Tutorial: Function Interposition in Linux

Published on 2009-06-30
Tagged: debugging linux

View All Posts

Have you ever wanted to change the way library code works without replacing the whole library or recompiling programs that use it? For instance, what if you wanted to create wrappers for malloc and free that log allocations to find memory leaks? You could rewrite programs that use malloc/free to use your modified versions instead, or you could modify libc; neither of these are very attractive options.

This tutorial will show you how to replace calls to functions in dynamic libraries with calls to your own wrappers. This is called function interposition, and it can be done in any program without recompiling the program or the library.

First, some background. When a program that uses dynamic libraries is compiled, a list of undefined symbols is included in the binary, along with a list of libraries the program is linked with. There is no correspondence between the symbols and the libraries; the two lists just tell the loader which libraries to load and which symbols need to be resolved. At runtime, each symbol is resolved using the first library that provides it. This means that if we can get a library containing our wrapper functions to load before other libraries, the undefined symbols in the program will be resolved to our wrappers instead of the real functions.

How do we get a program to load libraries it wasn't linked with though? Fortunately, this is the easy part. The environment variable LD_PRELOAD gives the loader a list of libraries to load before anything else. Let's suppose we have a shared library named libjmalloc.so that includes replacements for malloc and free. We want to use this with the program foo, so we run it like this:

LD_PRELOAD=/home/jay/libjmalloc.so ./foo

The loader will act as if foo were linked to libjmalloc.so. We give it an absolute path to the library so it doesn't search the normal places like /usr/lib. If you want to preload multiple libraries, separate their names with colons.

So far so good.
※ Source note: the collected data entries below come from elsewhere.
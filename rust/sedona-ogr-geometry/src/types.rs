// Licensed to the Apache Software Foundation (ASF) under one
// or more contributor license agreements.  See the NOTICE file
// distributed with this work for additional information
// regarding copyright ownership.  The ASF licenses this file
// to you under the Apache License, Version 2.0 (the
// "License"); you may not use this file except in compliance
// with the License.  You may obtain a copy of the License at
//
//   http://www.apache.org/licenses/LICENSE-2.0
//
// Unless required by applicable law or agreed to in writing,
// software distributed under the License is distributed on an
// "AS IS" BASIS, WITHOUT WARRANTIES OR CONDITIONS OF ANY
// KIND, either express or implied.  See the License for the
// specific language governing permissions and limitations
// under the License.
use std::{fmt::Display, str::FromStr};

use geo_traits::Dimensions;
use serde::{Deserialize, Serialize};

use crate::error::SedonaGeometryError;

/// Geometry types
///
/// The set of geometry types that can be exchanged with a layer, without
/// considering [Dimensions].
#[derive(Debug, PartialEq, Eq, Serialize, Deserialize, Hash, Clone, Copy)]
pub enum GeometryTypeId {
    /// Unknown or mixed geometry type
    Geometry,
    Point,
    LineString,
    Polygon,
    MultiPoint,
    MultiLineString,
    MultiPolygon,
    GeometryCollection,
}

impl GeometryTypeId {
    /// Construct a geometry type from the base component of a WKB type integer
    /// (e.g., 1 for Point...7 for GeometryCollection).
    pub fn try_from_wkb_id(wkb_id: u32) -> Result<Self, SedonaGeometryError> {
        match wkb_id {
            0 => Ok(Self::Geometry),
            1 => Ok(Self::Point),
            2 => Ok(Self::LineString),
            3 => Ok(Self::Polygon),
            4 => Ok(Self::MultiPoint),
            5 => Ok(Self::MultiLineString),
            6 => Ok(Self::MultiPolygon),
            7 => Ok(Self::GeometryCollection),
            _ => Err(SedonaGeometryError::Invalid(format!(
                "Unknown geometry type identifier {wkb_id}"
            ))),
        }
    }

    /// The base component of the WKB type integer
    pub fn wkb_id(&self) -> u32 {
        match self {
            Self::Geometry => 0,
            Self::Point => 1,
            Self::LineString => 2,
            Self::Polygon => 3,
            Self::MultiPoint => 4,
            Self::MultiLineString => 5,
            Self::MultiPolygon => 6,
            Self::GeometryCollection => 7,
        }
    }

    /// Returns true for types whose WKB body is a list of nested geometries
    pub fn is_collection(&self) -> bool {
        matches!(
            self,
            Self::MultiPoint
                | Self::MultiLineString
                | Self::MultiPolygon
                | Self::GeometryCollection
        )
    }

    pub fn name(&self) -> &'static str {
        match self {
            Self::Geometry => "Geometry",
            Self::Point => "Point",
            Self::LineString => "LineString",
            Self::Polygon => "Polygon",
            Self::MultiPoint => "MultiPoint",
            Self::MultiLineString => "MultiLineString",
            Self::MultiPolygon => "MultiPolygon",
            Self::GeometryCollection => "GeometryCollection",
        }
    }
}

impl Display for GeometryTypeId {
    fn fmt(&self, f: &mut std::fmt::Formatter<'_>) -> std::fmt::Result {
        write!(f, "{}", self.name())
    }
}

impl FromStr for GeometryTypeId {
    type Err = SedonaGeometryError;

    fn from_str(value: &str) -> Result<Self, Self::Err> {
        let value_lower = value.to_ascii_lowercase();
        match value_lower.as_str() {
            "geometry" | "unknown" => Ok(Self::Geometry),
            "point" => Ok(Self::Point),
            "linestring" => Ok(Self::LineString),
            "polygon" => Ok(Self::Polygon),
            "multipoint" => Ok(Self::MultiPoint),
            "multilinestring" => Ok(Self::MultiLineString),
            "multipolygon" => Ok(Self::MultiPolygon),
            "geometrycollection" => Ok(Self::GeometryCollection),
            _ => Err(SedonaGeometryError::Invalid(format!(
                "Invalid geometry type string: '{value}'"
            ))),
        }
    }
}

/// Number of ordinates stored per coordinate for a given [Dimensions]
pub fn ordinate_count(dimensions: Dimensions) -> usize {
    match dimensions {
        Dimensions::Xy => 2,
        Dimensions::Xyz | Dimensions::Xym => 3,
        Dimensions::Xyzm => 4,
        Dimensions::Unknown(n) => n,
    }
}
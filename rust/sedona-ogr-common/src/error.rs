// Licensed to the Apache Software Foundation (ASF) under one
// or more contributor license agreements.  See the NOTICE file
// distributed with this work for additional information
// regarding copyright ownership.  The ASF licenses this file
// to you under the Apache License, Version 2.0 (the
// "License"); you may not use this file except in compliance
// with the License.  You may obtain a copy of the License at
//
//   http://www.apache.org/licenses/LICENSE-2.0
//
// Unless required by applicable law or agreed to in writing,
// software distributed under the License is distributed on an
// "AS IS" BASIS, WITHOUT WARRANTIES OR CONDITIONS OF ANY
// KIND, either express or implied.  See the License for the
// specific language governing permissions and limitations
// under the License.

/// Macro to create an OGR bridge internal error that avoids the misleading error
/// message from DataFusionError::Internal.
#[macro_export]
macro_rules! ogr_internal_err {
    ($($args:expr),*) => {{
        let msg = std::format!(
            "Sedona OGR internal error: {}{}.\nThis issue was likely caused by a bug in the OGR bridge. \
            Please help us to resolve this by filing a bug report in our issue tracker: \
            https://github.com/apache/sedona-db/issues",
            std::format!($($args),*),
            datafusion_common::DataFusionError::get_back_trace(),
        );
        Err(datafusion_common::DataFusionError::External(msg.into()))
    }};
}

/// Macro to create a configuration error raised while binding a foreign table
/// to an OGR layer
///
/// These errors are fatal to operation setup and are reported before any scan
/// starts.
#[macro_export]
macro_rules! ogr_config_err {
    ($($args:expr),*) => {{
        Err(datafusion_common::DataFusionError::Configuration(std::format!($($args),*)))
    }};
}
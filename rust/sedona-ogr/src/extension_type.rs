// Licensed to the Apache Software Foundation (ASF) under one
// or more contributor license agreements.  See the NOTICE file
// distributed with this work for additional information
// regarding copyright ownership.  The ASF licenses this file
// to you under the Apache License, Version 2.0 (the
// "License"); you may not use this file except in compliance
// with the License.  You may obtain a copy of the License at
//
//   http://www.apache.org/licenses/LICENSE-2.0
//
// Unless required by applicable law or agreed to in writing,
// software distributed under the License is distributed on an
// "AS IS" BASIS, WITHOUT WARRANTIES OR CONDITIONS OF ANY
// KIND, either express or implied.  See the License for the
// specific language governing permissions and limitations
// under the License.
use std::collections::HashMap;

use arrow_schema::{DataType, Field};
use datafusion_common::{DataFusionError, Result};
use serde_json::Value;

/// Arrow extension name identifying geometry columns
pub const GEOMETRY_EXTENSION_NAME: &str = "geoarrow.wkb";

const EXTENSION_NAME_KEY: &str = "ARROW:extension:name";
const EXTENSION_METADATA_KEY: &str = "ARROW:extension:metadata";

/// The relational type identifier for geometry values
///
/// Callers use this to recognize geometry-typed columns before a column catalog
/// is built.
pub fn geometry_type_identifier() -> &'static str {
    GEOMETRY_EXTENSION_NAME
}

/// Arrow extension type as carried by field metadata
#[derive(Debug, PartialEq)]
pub struct ExtensionType {
    pub extension_name: String,
    pub storage_type: DataType,
    pub extension_metadata: Option<String>,
}

impl ExtensionType {
    pub fn new(ext_name: &str, storage_type: DataType, extension_metadata: Option<String>) -> Self {
        Self {
            extension_name: ext_name.to_string(),
            storage_type,
            extension_metadata,
        }
    }

    /// Wraps this ExtensionType as a Field whose data_type is the storage type
    pub fn to_field(&self, name: &str, nullable: bool) -> Field {
        let mut metadata = HashMap::from([(
            EXTENSION_NAME_KEY.to_string(),
            self.extension_name.clone(),
        )]);

        if let Some(extension_metadata) = &self.extension_metadata {
            metadata.insert(
                EXTENSION_METADATA_KEY.to_string(),
                extension_metadata.clone(),
            );
        }

        Field::new(name, self.storage_type.clone(), nullable).with_metadata(metadata)
    }

    /// Unwrap a Field into an ExtensionType if the field represents one
    pub fn from_field(field: &Field) -> Option<ExtensionType> {
        let metadata = field.metadata();

        metadata.get(EXTENSION_NAME_KEY).map(|extension_name| {
            ExtensionType::new(
                extension_name,
                field.data_type().clone(),
                metadata.get(EXTENSION_METADATA_KEY).cloned(),
            )
        })
    }
}

/// Create a geometry field with an optional SRID
pub fn geometry_field(name: &str, storage_type: DataType, nullable: bool, srid: Option<i32>) -> Field {
    let metadata = srid.map(|srid| format!(r#"{{"crs":"EPSG:{srid}"}}"#));
    ExtensionType::new(GEOMETRY_EXTENSION_NAME, storage_type, metadata).to_field(name, nullable)
}

/// Returns true if the field declares the geometry extension type
pub fn is_geometry_field(field: &Field) -> bool {
    matches!(
        ExtensionType::from_field(field),
        Some(ext) if ext.extension_name == GEOMETRY_EXTENSION_NAME
    )
}

/// Returns true if the storage type can hold WKB
pub fn is_wkb_storage(data_type: &DataType) -> bool {
    matches!(
        data_type,
        DataType::Binary | DataType::LargeBinary | DataType::BinaryView
    )
}

/// The SRID declared by a geometry field's extension metadata
///
/// Understands `{"crs": "EPSG:<code>"}`, `{"crs": "OGC:CRS84"}` and PROJJSON
/// objects with an EPSG `id`. Returns `None` when no CRS (or an unrecognized
/// one) is declared.
pub fn field_srid(field: &Field) -> Result<Option<i32>> {
    let Some(ext) = ExtensionType::from_field(field) else {
        return Ok(None);
    };

    let Some(metadata) = ext.extension_metadata else {
        return Ok(None);
    };

    if metadata.trim().is_empty() {
        return Ok(None);
    }

    let value: Value = serde_json::from_str(&metadata)
        .map_err(|e| DataFusionError::External(Box::new(e)))?;

    match value.get("crs") {
        Some(crs) => Ok(crs_srid(crs)),
        None => Ok(None),
    }
}

fn crs_srid(crs: &Value) -> Option<i32> {
    match crs {
        Value::String(auth_code) => {
            let (authority, code) = auth_code.split_once(':')?;
            match authority.to_uppercase().as_str() {
                "EPSG" => code.parse().ok(),
                "OGC" if code.eq_ignore_ascii_case("CRS84") => Some(4326),
                _ => None,
            }
        }
        Value::Number(code) => code.as_i64().and_then(|code| i32::try_from(code).ok()),
        Value::Object(projjson) => {
            let id = projjson.get("id")?;
            let authority = id.get("authority")?.as_str()?;
            if !authority.eq_ignore_ascii_case("EPSG") {
                return None;
            }

            match id.get("code")? {
                Value::Number(code) => code.as_i64().and_then(|code| i32::try_from(code).ok()),
                Value::String(code) => code.parse().ok(),
                _ => None,
            }
        }
        _ => None,
    }
}
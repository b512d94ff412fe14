// Licensed to the Apache Software Foundation (ASF) under one
// or more contributor license agreements.  See the NOTICE file
// distributed with this work for additional information
// regarding copyright ownership.  The ASF licenses this file
// to you under the Apache License, Version 2.0 (the
// "License"); you may not use this file except in compliance
// with the License.  You may obtain a copy of the License at
//
//   http://www.apache.org/licenses/LICENSE-2.0
//
// Unless required by applicable law or agreed to in writing,
// software distributed under the License is distributed on an
// "AS IS" BASIS, WITHOUT WARRANTIES OR CONDITIONS OF ANY
// KIND, either express or implied.  See the License for the
// specific language governing permissions and limitations
// under the License.
use std::io::Write;

use crate::{bounding_box::BoundingBox, error::SedonaGeometryError};

/// Create little endian ISO WKB representing a POINT
pub fn wkb_point(pt: (f64, f64)) -> Result<Vec<u8>, SedonaGeometryError> {
    let mut out_wkb = Vec::with_capacity(21);
    write_wkb_point(&mut out_wkb, pt)?;
    Ok(out_wkb)
}

/// Write little endian ISO WKB representing a POINT into a buffer
pub fn write_wkb_point(buf: &mut impl Write, pt: (f64, f64)) -> Result<(), SedonaGeometryError> {
    buf.write_all(&[0x01, 0x01, 0x00, 0x00, 0x00])?;
    buf.write_all(&pt.0.to_le_bytes())?;
    buf.write_all(&pt.1.to_le_bytes())?;
    Ok(())
}

/// Create little endian ISO WKB representing a single-ring POLYGON
///
/// The ring is written as given: callers are responsible for closing it.
pub fn wkb_polygon<I: ExactSizeIterator<Item = (f64, f64)>>(
    pts: I,
) -> Result<Vec<u8>, SedonaGeometryError> {
    let mut out_wkb = Vec::with_capacity(5 + 4 + 4 + pts.len() * 16);
    write_wkb_polygon(&mut out_wkb, pts)?;
    Ok(out_wkb)
}

/// Write little endian ISO WKB representing a single-ring POLYGON into a buffer
pub fn write_wkb_polygon<I: ExactSizeIterator<Item = (f64, f64)>>(
    buf: &mut impl Write,
    pts: I,
) -> Result<(), SedonaGeometryError> {
    let size_u32: u32 = pts.len().try_into()?;

    buf.write_all(&[0x01, 0x03, 0x00, 0x00, 0x00])?;

    // For zero points, write POLYGON EMPTY
    if size_u32 == 0 {
        buf.write_all(&[0x00, 0x00, 0x00, 0x00])?;
        return Ok(());
    }

    buf.write_all(&[0x01, 0x00, 0x00, 0x00])?;
    buf.write_all(&size_u32.to_le_bytes())?;
    for pt in pts {
        buf.write_all(&pt.0.to_le_bytes())?;
        buf.write_all(&pt.1.to_le_bytes())?;
    }

    Ok(())
}

/// Create WKB for the rectangle described by a [BoundingBox]
///
/// Degenerate boxes collapse to a POINT (both extents zero) so that the result
/// is always a valid geometry. Empty boxes produce POLYGON EMPTY.
pub fn wkb_envelope(bbox: &BoundingBox) -> Result<Vec<u8>, SedonaGeometryError> {
    if bbox.is_empty() {
        return wkb_polygon([].into_iter());
    }

    let (min_x, min_y, max_x, max_y) = (bbox.min_x(), bbox.min_y(), bbox.max_x(), bbox.max_y());
    if min_x == max_x && min_y == max_y {
        return wkb_point((min_x, min_y));
    }

    wkb_polygon(
        [
            (min_x, min_y),
            (max_x, min_y),
            (max_x, max_y),
            (min_x, max_y),
            (min_x, min_y),
        ]
        .into_iter(),
    )
}

#[cfg(test)]
mod test {
    use std::str::FromStr;

    use wkb::writer::{write_geometry, WriteOptions};
    use wkt::Wkt;

    use super::*;
    use crate::bounds::wkb_bounds_xy;

    fn make_wkb(wkt_value: &str) -> Vec<u8> {
        let wkt: Wkt = Wkt::from_str(wkt_value).unwrap();
        let mut wkb = vec![];
        write_geometry(&mut wkb, &wkt, &WriteOptions::default()).unwrap();
        wkb
    }

    #[test]
    fn test_wkb_point() {
        assert_eq!(wkb_point((0.0, 1.0)).unwrap(), make_wkb("POINT (0 1)"));
    }

    #[test]
    fn test_wkb_polygon() {
        assert_eq!(
            wkb_polygon([].into_iter()).unwrap(),
            make_wkb("POLYGON EMPTY")
        );
        assert_eq!(
            wkb_polygon([(0.0, 0.0), (1.0, 0.0), (0.0, 1.0), (0.0, 0.0)].into_iter()).unwrap(),
            make_wkb("POLYGON ((0 0, 1 0, 0 1, 0 0))")
        );
    }

    #[test]
    fn test_wkb_envelope() {
        let bbox = BoundingBox::xy((0, 10), (0, 10));
        let wkb = wkb_envelope(&bbox).unwrap();
        assert_eq!(
            wkb,
            make_wkb("POLYGON ((0 0, 10 0, 10 10, 0 10, 0 0))")
        );
        assert_eq!(wkb_bounds_xy(&wkb).unwrap(), bbox);

        assert_eq!(
            wkb_envelope(&BoundingBox::xy((1, 1), (2, 2))).unwrap(),
            make_wkb("POINT (1 2)")
        );
        assert_eq!(
            wkb_envelope(&BoundingBox::empty()).unwrap(),
            make_wkb("POLYGON EMPTY")
        );
    }
}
But what if we want to use the original version of malloc in our implementation? In this example, we just want to print a message whenever malloc or free is called. However, we can't directly call the libc version of malloc from our wrapper, since the compiler will interpret it as a recursive call to the wrapper itself. The solution is to dynamically load a pointer to malloc using dlsym:

#define _GNU_SOURCE
#include <stdio.h>
#include <stdint.h>
#include <dlfcn.h>

void* malloc(size_t size)
{
    static void* (*real_malloc)(size_t) = NULL;
    if (!real_malloc)
        real_malloc = dlsym(RTLD_NEXT, "malloc");

    void *p = real_malloc(size);
    fprintf(stderr, "malloc(%d) = %p\n", size, p);
    return p;
}

We compile this with:

gcc -shared -ldl -fPIC jmalloc.c -o libjmalloc.so

dlfcn.h declares functions which are used to dynamically load symbols that aren't linked in the program. One main use of these functions is for loading plug-ins. In this case, we can think of libc as a plug-in that supplies the function malloc (which we assign to real_malloc). We load this symbol with the function dlsym, which takes two arguments: a library handle, and a symbol name. Normally we would use a valid library handle, returned by dlopen; however, since any program this library is used with will already be linked with libc (or some library which supplies malloc), we pass RTLD_NEXT. This tells the dynamic linker "resolve this symbol in the next library which supplies it (not the one that is calling dlsym)". RTLD_NEXT is GNU specific, so make sure to define _GNU_SOURCE before including dlfcn.h.

At this point you are ready to replace most common library functions. However, there are a few functions which cannot be interposed using this method. For instance, what if you wanted to create a wrapper for dlsym itself? You also won't be able to wrap any library functions dlsym calls internally.

If you really need to wrap these functions, the GNU linker provides a useful option, --wrap. If you give it a symbol, say dlsym, it will replace all calls to dlsym with __wrap_dlsym and calls to __real_dlsym with the original dlsym in the program being linked. The disadvantage of this approach is that you need to re-link any program you want to use your wrappers with. The above example could be rewritten like this:

#include <stdint.h>
#include <stdio.h>

void* __real_malloc(size_t);
void* __wrap_malloc(size_t size)
{
    void *p = __real_malloc(size);
    fprintf(stderr, "malloc(%d) = %p\n");
    return p;
}

A few caveats before we close. First, LD_PRELOAD is ignored for programs with the SUID permission bits set for security reasons. Since function interposition lets you make a program do almost anything you want it to, Linux prevents you from modifying the behavior of a program running on behalf of another user or group. Second, you cannot interpose internal library function calls, since these are resolved before runtime. For instance, if some function in libc calls malloc, it will never call a wrapper function from a different library.

Aside from these limitations, function interposition is a very powerful technique that is useful for monitoring programs or modifying their behavior. Happy interposing!